■ **What is needed**: Records follow. Copy every line with "settings".

Start of The data

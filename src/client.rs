//! VerifyKit API client with retry logic and typed errors.
//!
//! The [`Client`] type is the main entry point for validating addresses.
//! Use [`ClientBuilder`] to configure and create clients.

use crate::{
    config::{ClientConfig, DEFAULT_BASE_URL, DEFAULT_MAX_RETRIES, DEFAULT_TIMEOUT},
    error::map_api_error,
    metadata::ResponseMetadata,
    models::{BulkValidationResult, UsageStats, ValidationResult},
    retry::{RetryPolicy, DEFAULT_BASE_DELAY},
    validation, Error, Response, Result,
};
use http::header::{AUTHORIZATION, CONTENT_TYPE, USER_AGENT};
use http::{HeaderMap, HeaderValue, Method, StatusCode};
use serde_json::{Map, Value};
use std::sync::{Arc, Mutex, PoisonError};
use std::time::{Duration, Instant};

const SDK_USER_AGENT: &str = concat!("verifykit-rust-sdk/", env!("CARGO_PKG_VERSION"));

/// Emits a `tracing` debug event only when the client runs in debug mode.
macro_rules! debug_event {
    ($client:expr, $($arg:tt)+) => {
        if $client.inner.config.debug() {
            tracing::debug!($($arg)+);
        }
    };
}

/// Options accepted by the validation endpoints.
#[derive(Debug, Clone, Default, PartialEq, Eq)]
pub struct ValidateOptions {
    /// Skip the SMTP probe for faster results.
    pub skip_smtp: bool,
    /// URL that receives the results asynchronously.
    pub webhook: Option<String>,
}

/// A client for the VerifyKit email validation API.
///
/// Cloning is cheap; clones share the connection pool, the configuration and
/// the [`last_metadata`](Client::last_metadata) slot. Clients created by
/// separate [`ClientBuilder::build`] calls share nothing.
///
/// # Examples
///
/// ```no_run
/// use verifykit::Client;
/// use std::time::Duration;
///
/// # async fn example() -> Result<(), verifykit::Error> {
/// let client = Client::builder()
///     .api_key("vk_live_0123456789")
///     .timeout(Duration::from_secs(10))
///     .max_retries(2)
///     .build()?;
///
/// let result = client.validate("user@example.com").await?;
/// println!("{} is {}", result.email, result.reachable);
///
/// let bulk = client
///     .validate_bulk(&["a@example.com", "b@example.com"])
///     .await?;
/// println!("{} valid of {}", bulk.summary.valid, bulk.summary.total);
/// # Ok(())
/// # }
/// ```
#[derive(Clone)]
pub struct Client {
    inner: Arc<ClientInner>,
}

struct ClientInner {
    http_client: reqwest::Client,
    config: ClientConfig,
    default_headers: HeaderMap,
    retry_policy: RetryPolicy,
    last_metadata: Mutex<Option<ResponseMetadata>>,
}

impl Client {
    /// Creates a new `ClientBuilder` for configuring a client.
    pub fn builder() -> ClientBuilder {
        ClientBuilder::new()
    }

    /// Creates a client with default settings.
    ///
    /// # Errors
    ///
    /// Returns [`Error::Configuration`] if the API key is malformed.
    pub fn new(api_key: impl Into<String>) -> Result<Self> {
        ClientBuilder::new().api_key(api_key).build()
    }

    /// Creates a client from `VERIFYKIT_API_KEY` and, if set,
    /// `VERIFYKIT_BASE_URL`.
    ///
    /// # Errors
    ///
    /// Returns [`Error::Configuration`] if the key is missing or the settings
    /// are invalid.
    pub fn from_env() -> Result<Self> {
        let api_key = std::env::var("VERIFYKIT_API_KEY")
            .map_err(|_| Error::Configuration("VERIFYKIT_API_KEY is not set".to_string()))?;

        let mut builder = ClientBuilder::new().api_key(api_key);
        if let Ok(base_url) = std::env::var("VERIFYKIT_BASE_URL") {
            builder = builder.base_url(base_url);
        }
        builder.build()
    }

    /// Returns the validated configuration.
    pub fn config(&self) -> &ClientConfig {
        &self.inner.config
    }

    /// Returns the metadata of the most recent response, or `None` if no
    /// response has been received yet.
    ///
    /// Every request overwrites this slot, error responses included. When
    /// the same client is used from several tasks at once, the value may
    /// belong to any of them; use [`Response::metadata`] to get the metadata
    /// of one specific call.
    pub fn last_metadata(&self) -> Option<ResponseMetadata> {
        self.inner
            .last_metadata
            .lock()
            .unwrap_or_else(PoisonError::into_inner)
            .clone()
    }

    /// Validates a single email address.
    ///
    /// # Errors
    ///
    /// Returns [`Error::Validation`] without sending anything if the address
    /// is empty or malformed; otherwise any error the API reports.
    pub async fn validate(&self, email: &str) -> Result<Response<ValidationResult>> {
        self.validate_with(email, &ValidateOptions::default()).await
    }

    /// Validates a single email address with extra options.
    ///
    /// # Examples
    ///
    /// ```no_run
    /// use verifykit::{Client, ValidateOptions};
    ///
    /// # async fn example() -> Result<(), verifykit::Error> {
    /// let client = Client::new("vk_test_0123456789")?;
    /// let options = ValidateOptions {
    ///     skip_smtp: true,
    ///     ..Default::default()
    /// };
    ///
    /// let result = client.validate_with("user@gmial.com", &options).await?;
    /// if let Some(suggestion) = &result.did_you_mean {
    ///     println!("Did you mean {}?", suggestion);
    /// }
    /// # Ok(())
    /// # }
    /// ```
    pub async fn validate_with(
        &self,
        email: &str,
        options: &ValidateOptions,
    ) -> Result<Response<ValidationResult>> {
        debug_event!(self, email = email, "Validating single email");

        validation::check_email(email)?;
        validation::check_webhook(options.webhook.as_deref())?;

        let mut body = Map::new();
        body.insert("email".to_string(), Value::from(email));
        let body = request_body(body, options);

        let response = self
            .execute(Method::POST, "/v1/verify", Some(&body))
            .await?
            .map(|data| ValidationResult::from_json(&data));

        debug_event!(
            self,
            email = email,
            valid = response.valid,
            reachable = %response.reachable,
            score = response.score,
            "Email validation complete"
        );

        Ok(response)
    }

    /// Validates up to 1000 email addresses in one request.
    ///
    /// Duplicates are removed before sending, keeping the first occurrence of
    /// each address in place. The results follow that de-duplicated order.
    ///
    /// # Errors
    ///
    /// Returns [`Error::Validation`] without sending anything if the list is
    /// empty, longer than 1000, or contains a malformed address.
    pub async fn validate_bulk<S: AsRef<str>>(
        &self,
        emails: &[S],
    ) -> Result<Response<BulkValidationResult>> {
        self.validate_bulk_with(emails, &ValidateOptions::default())
            .await
    }

    /// Validates a list of addresses with extra options.
    pub async fn validate_bulk_with<S: AsRef<str>>(
        &self,
        emails: &[S],
        options: &ValidateOptions,
    ) -> Result<Response<BulkValidationResult>> {
        debug_event!(self, count = emails.len(), "Validating bulk emails");

        validation::check_bulk(emails)?;
        validation::check_webhook(options.webhook.as_deref())?;

        let (unique, duplicates) = validation::dedupe(emails);
        if duplicates > 0 {
            debug_event!(self, duplicates = duplicates, "Removed duplicate emails");
        }

        let mut body = Map::new();
        body.insert("emails".to_string(), Value::from(unique));
        let body = request_body(body, options);

        let response = self
            .execute(Method::POST, "/v1/verify/bulk", Some(&body))
            .await?
            .map(|data| BulkValidationResult::from_json(&data));

        debug_event!(
            self,
            total = response.summary.total,
            valid = response.summary.valid,
            invalid = response.summary.invalid,
            risky = response.summary.risky,
            processing_time_ms = response.summary.processing_time_ms,
            "Bulk validation complete"
        );

        Ok(response)
    }

    /// Fetches usage statistics for the current billing period.
    pub async fn usage(&self) -> Result<Response<UsageStats>> {
        debug_event!(self, "Fetching usage stats");

        let response = self
            .execute(Method::GET, "/v1/user/usage", None)
            .await?
            .map(|data| UsageStats::from_json(&data));

        debug_event!(
            self,
            current = response.current,
            limit = response.limit,
            remaining = response.remaining,
            "Usage stats retrieved"
        );

        Ok(response)
    }

    /// Sends a request, retrying transient failures per the retry policy.
    ///
    /// Only the final error is returned; intermediate failures are logged in
    /// debug mode.
    async fn execute(
        &self,
        method: Method,
        path: &str,
        body: Option<&Value>,
    ) -> Result<Response<Map<String, Value>>> {
        let start_time = Instant::now();
        let policy = self.inner.retry_policy;
        let mut attempt: u32 = 0;

        loop {
            match self.execute_once(&method, path, body, attempt).await {
                Ok((data, metadata, status)) => {
                    return Ok(Response::new(
                        data,
                        metadata,
                        status,
                        start_time.elapsed(),
                        attempt + 1,
                    ));
                }
                Err(e) => {
                    if !policy.should_retry(attempt, &e) {
                        debug_event!(
                            self,
                            error = %e,
                            attempt = attempt + 1,
                            method = %method,
                            path = path,
                            "Request failed"
                        );
                        return Err(e);
                    }

                    let delay = policy.delay_for(attempt, &e);
                    debug_event!(
                        self,
                        error = %e,
                        attempt = attempt + 1,
                        delay_ms = delay.as_millis(),
                        "Retrying request after delay"
                    );

                    tokio::time::sleep(delay).await;
                    attempt += 1;
                }
            }
        }
    }

    /// Executes a single request attempt.
    async fn execute_once(
        &self,
        method: &Method,
        path: &str,
        body: Option<&Value>,
        attempt: u32,
    ) -> Result<(Map<String, Value>, ResponseMetadata, StatusCode)> {
        let url = self.inner.config.endpoint(path);
        let timeout = self.inner.config.timeout();

        debug_event!(
            self,
            method = %method,
            url = %url,
            attempt = attempt + 1,
            "Executing HTTP request"
        );

        let mut request = self
            .inner
            .http_client
            .request(method.clone(), url)
            .headers(self.inner.default_headers.clone())
            .timeout(timeout);

        if let Some(body) = body {
            request = request.json(body);
        }

        let response = request
            .send()
            .await
            .map_err(|e| Error::from_transport(e, timeout))?;

        let status = response.status();
        let metadata = ResponseMetadata::from_headers(response.headers());
        self.store_metadata(metadata.clone());

        let raw_body = response
            .text()
            .await
            .map_err(|e| Error::from_transport(e, timeout))?;

        debug_event!(
            self,
            status = status.as_u16(),
            request_id = ?metadata.request_id,
            "Received HTTP response"
        );

        if status.as_u16() >= 400 {
            let error = map_api_error(status.as_u16(), &raw_body, metadata.retry_after());
            debug_event!(
                self,
                status = status.as_u16(),
                code = ?error.code(),
                message = %error.message(),
                "API error"
            );
            return Err(error);
        }

        match serde_json::from_str::<Value>(&raw_body) {
            Ok(Value::Object(data)) => Ok((data, metadata, status)),
            _ => Err(Error::network("Invalid JSON response")),
        }
    }

    fn store_metadata(&self, metadata: ResponseMetadata) {
        *self
            .inner
            .last_metadata
            .lock()
            .unwrap_or_else(PoisonError::into_inner) = Some(metadata);
    }
}
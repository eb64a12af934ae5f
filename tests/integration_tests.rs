//! Integration tests using wiremock to simulate the VerifyKit API.

use serde_json::json;
use std::sync::atomic::{AtomicUsize, Ordering};
use std::sync::{Arc, Mutex};
use std::time::{Duration, Instant};
use verifykit::{Client, Error, Reachable, ValidateOptions};
use wiremock::matchers::{body_json, header, method, path};
use wiremock::{Mock, MockServer, ResponseTemplate};

const TEST_KEY: &str = "vk_test_12345678901234567890";

fn client_for(server: &MockServer, max_retries: u32) -> Client {
    Client::builder()
        .api_key(TEST_KEY)
        .base_url(server.uri())
        .max_retries(max_retries)
        .retry_base_delay(Duration::from_millis(10))
        .build()
        .unwrap()
}

fn validation_json(email: &str) -> serde_json::Value {
    json!({
        "email": email,
        "valid": true,
        "reachable": "valid",
        "syntax": {"valid": true, "username": "user", "domain": "example.com"},
        "mx": {"valid": true, "records": ["mx1.example.com"]},
        "smtp": {"valid": true, "state": "deliverable"},
        "disposable": false,
        "role_based": false,
        "free_email": false,
        "score": 0.92,
        "quality_grade": "excellent"
    })
}

/// Mounts a catch-all mock that must never be hit.
async fn expect_no_requests(server: &MockServer) {
    Mock::given(method("POST"))
        .respond_with(ResponseTemplate::new(200).set_body_json(json!({})))
        .expect(0)
        .mount(server)
        .await;
}
//! Per-partition segment list: append with rotation, ranged reads by
//! offset, and crash recovery from on-disk state.

use crate::config::Config;
use crate::metrics::EngineMetrics;
use crate::storage::index::OffsetIndex;
use crate::storage::segment::{
    parse_segment_base, Segment, SegmentReader, FRAME_HEADER_LEN,
};
use crate::{Error, Record, Result};
use bytes::Bytes;
use chrono::Utc;
use serde::{Deserialize, Serialize};
use std::fs::File;
use std::path::{Path, PathBuf};
use tracing::{debug, info, warn};

const CHECKPOINT_FILE: &str = "checkpoint.meta";

/// Advisory rotation checkpoint. Recovery never trusts it; it only logs
/// disagreement for operators.
#[derive(Debug, Clone, Serialize, Deserialize)]
struct Checkpoint {
    last_sealed_base: u64,
    last_offset: u64,
}

#[derive(Debug)]
struct StoredSegment {
    segment: Segment,
    index: OffsetIndex,
}

impl StoredSegment {
    fn base(&self) -> u64 {
        self.segment.base_offset()
    }
}

/// What recovery found and did for one partition directory.
#[derive(Debug, Default, Clone)]
pub(crate) struct RecoveryReport {
    pub next_offset: u64,
    pub truncated_bytes: u64,
    pub rebuilt_index: bool,
    pub segment_count: usize,
}

#[derive(Debug, Default, Clone, Copy)]
pub(crate) struct AppendOutcome {
    pub bytes_written: u64,
    pub rotations: u32,
}

/// Ordered segment list of one partition. The last segment is active; all
/// earlier ones are sealed. Mutation is serialized by the owning partition.
#[derive(Debug)]
pub(crate) struct Log {
    dir: PathBuf,
    segments: Vec<StoredSegment>,
    segment_max_bytes: u64,
    segment_hard_limit: u64,
    index_every_n: u64,
}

End of The data

■ **Solution for this exercise**:
    /// Creates a client with default settings.
    /// Returns [`Error::Configuration`] if the key is missing or the settings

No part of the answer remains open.